:: Exercise brief ::
Copy each line below that includes "traits".

━━━ Data records ━━━

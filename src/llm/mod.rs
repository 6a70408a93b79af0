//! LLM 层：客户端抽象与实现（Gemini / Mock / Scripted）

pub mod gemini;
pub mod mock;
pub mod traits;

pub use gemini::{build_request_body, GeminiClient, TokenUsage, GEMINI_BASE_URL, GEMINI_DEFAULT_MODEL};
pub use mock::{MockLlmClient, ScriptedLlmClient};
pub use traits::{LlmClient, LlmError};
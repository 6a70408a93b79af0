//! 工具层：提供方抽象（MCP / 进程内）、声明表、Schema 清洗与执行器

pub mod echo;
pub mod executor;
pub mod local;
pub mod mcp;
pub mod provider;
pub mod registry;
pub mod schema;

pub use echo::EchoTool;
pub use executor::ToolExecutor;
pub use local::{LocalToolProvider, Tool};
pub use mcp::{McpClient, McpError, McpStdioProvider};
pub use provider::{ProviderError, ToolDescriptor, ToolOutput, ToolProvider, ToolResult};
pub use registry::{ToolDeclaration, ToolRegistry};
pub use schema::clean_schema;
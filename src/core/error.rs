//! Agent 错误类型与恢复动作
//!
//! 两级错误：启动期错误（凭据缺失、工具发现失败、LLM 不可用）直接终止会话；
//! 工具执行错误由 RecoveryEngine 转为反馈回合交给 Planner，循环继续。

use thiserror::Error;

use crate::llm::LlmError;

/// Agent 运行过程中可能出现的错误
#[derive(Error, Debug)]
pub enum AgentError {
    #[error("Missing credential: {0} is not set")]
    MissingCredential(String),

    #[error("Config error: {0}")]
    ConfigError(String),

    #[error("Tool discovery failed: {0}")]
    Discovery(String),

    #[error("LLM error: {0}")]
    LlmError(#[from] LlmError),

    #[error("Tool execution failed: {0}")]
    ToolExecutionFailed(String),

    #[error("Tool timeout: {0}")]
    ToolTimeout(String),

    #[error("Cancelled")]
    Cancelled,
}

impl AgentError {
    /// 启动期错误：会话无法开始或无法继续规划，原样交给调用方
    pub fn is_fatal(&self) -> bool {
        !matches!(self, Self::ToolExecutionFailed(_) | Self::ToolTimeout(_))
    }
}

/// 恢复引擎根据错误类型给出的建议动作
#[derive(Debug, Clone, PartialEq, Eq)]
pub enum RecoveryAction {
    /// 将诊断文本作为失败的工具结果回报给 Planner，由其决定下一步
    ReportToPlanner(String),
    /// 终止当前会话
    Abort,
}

━━━
━━━ Data records ━━━

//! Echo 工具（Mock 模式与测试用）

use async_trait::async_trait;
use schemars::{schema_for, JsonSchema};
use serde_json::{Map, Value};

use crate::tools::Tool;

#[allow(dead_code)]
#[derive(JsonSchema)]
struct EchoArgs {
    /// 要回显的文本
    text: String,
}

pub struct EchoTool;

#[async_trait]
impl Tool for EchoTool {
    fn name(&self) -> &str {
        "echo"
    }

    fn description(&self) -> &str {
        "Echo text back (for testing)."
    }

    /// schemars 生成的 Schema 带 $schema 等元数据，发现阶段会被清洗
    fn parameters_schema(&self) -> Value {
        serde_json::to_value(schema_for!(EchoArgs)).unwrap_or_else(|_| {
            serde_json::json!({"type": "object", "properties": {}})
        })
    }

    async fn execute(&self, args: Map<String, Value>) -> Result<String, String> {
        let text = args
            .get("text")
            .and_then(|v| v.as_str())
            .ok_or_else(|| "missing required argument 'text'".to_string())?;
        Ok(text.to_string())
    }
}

━━━

:: Solved problem ::
pub mod traits;
pub use traits::{LlmClient, LlmError};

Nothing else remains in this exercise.